Keep stakeholders focused on achieving key business outcomes rather than impressing people with extras. Perfect is the enemy of done.
4. Institute Oversight Controls
Implement strong governance to detect gold plating before it goes too far. Require reviews at stage gates to ensure alignment with scope and user needs.
Empower a steering committee to review and approve/deny proposed additions. Require a cost-benefit analysis to justify any changes.
5. Foster Open Communication
Be transparent with stakeholders about the consequences of uncontrolled additions. Educate them on how scope creep can derail schedules, budgets, and outcomes.
Set clear expectations upfront on your change control process. Communicate early about any emerging risks related to gold plating.
6. Watch for Warning Signs
Be proactive about identifying patterns indicative of creeping gold plating, like unclear requirements, lack of governance, “nice-to-have” feature requests, or overbuilding.
Revisit the scope if ambiguous elements emerge. Reel in stakeholders trying to increase the scale or complexity unnecessarily.
Warning Signs Your Project Is Becoming Gold Plated
Keep an eye out for these common indicators that gold plating may be putting your project at risk:
- Stakeholders make vague, expansive feature requests like “make it cutting-edge” or “showcase innovation”
- People insist on adding capabilities because “it would be nice to have”

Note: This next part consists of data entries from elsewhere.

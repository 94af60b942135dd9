//! Test utilities shared across the jig workspace
//!
//! This crate provides common testing infrastructure including:
//! - XDG directory mocking ([`EnvTestGuard`])
//! - Scoped environment variables ([`EnvVarGuard`])
//! - HOME directory isolation ([`HomeEnvTestGuard`])
//! - Throwaway jig config files ([`ConfigFileGuard`])
//!
//! The clippy dead_code lint is disabled for this crate because test utilities
//! may not be used by all tests, and the compiler cannot detect usage across
//! crate boundaries in development dependencies.

#![allow(dead_code)]

pub mod config;
pub mod env;
pub mod home;

// Re-export commonly used items
pub use config::ConfigFileGuard;
pub use env::{EnvTestGuard, EnvVarGuard};
pub use home::HomeEnvTestGuard;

- Teams overengineer aspects without a specific business need
- You observe excessive perfectionism or overpreparation
- There is inadequate tracking of feature requests and change orders
- No one is empowered to deny or defer proposed additions
- Trade-offs are avoided because of fear of sacrificing competitive advantage
- Scope increases incrementally without reassessing timelines or resources
- Stakeholders demand additions at the last minute before launch
Key Takeaways on Mitigating Gold Plating Risks
Gold plating is an avoidable threat to project success. By focusing on these key steps, you can proactively guard against uncontrolled scope increases:
- Define a realistic scope aligned to business needs
- Manage changes through a formal, controlled process
- Empower oversight stakeholders to challenge additions
- Foster transparency and provide guidance on trade-offs
- Limit perfectionism and overengineering
- Watch for warning signs like vague requirements
- Stick to the minimum viable product that meets needs
- Keep stakeholders focused on achieving core goals
While it’s tempting to go above and beyond, disciplined project managers recognize when enough is enough. Avoid the pitfalls of excessive gold plating by setting clear boundaries, managing scope creep, and delivering projects that steadily advance strategic goals without the unnecessary bells and whistles.
References
- Project Management Institute. (2017). A guide to the project management body of knowledge (PMBOK guide) (6th ed.). Newtown Square, PA: Project Management Institute.
- Kerzner, H. (2017). Project management: A systems approach to planning, scheduling, and controlling (12th ed.). Hoboken, NJ: John Wiley & Sons.
- Schwalbe, K. (2020). Information technology project management (9th ed.). Boston, MA: Cengage Learning.
- Shah, S. (2020). The root causes of scope creep and gold plating. Project Management Institute. https://www.pmi.org/learning/library/root-causes-scope-creep-gold-plating-12786
- Rad, P.F. (2002). Is your project team plagued by “scope creep?”. AACE International Transactions, PM21.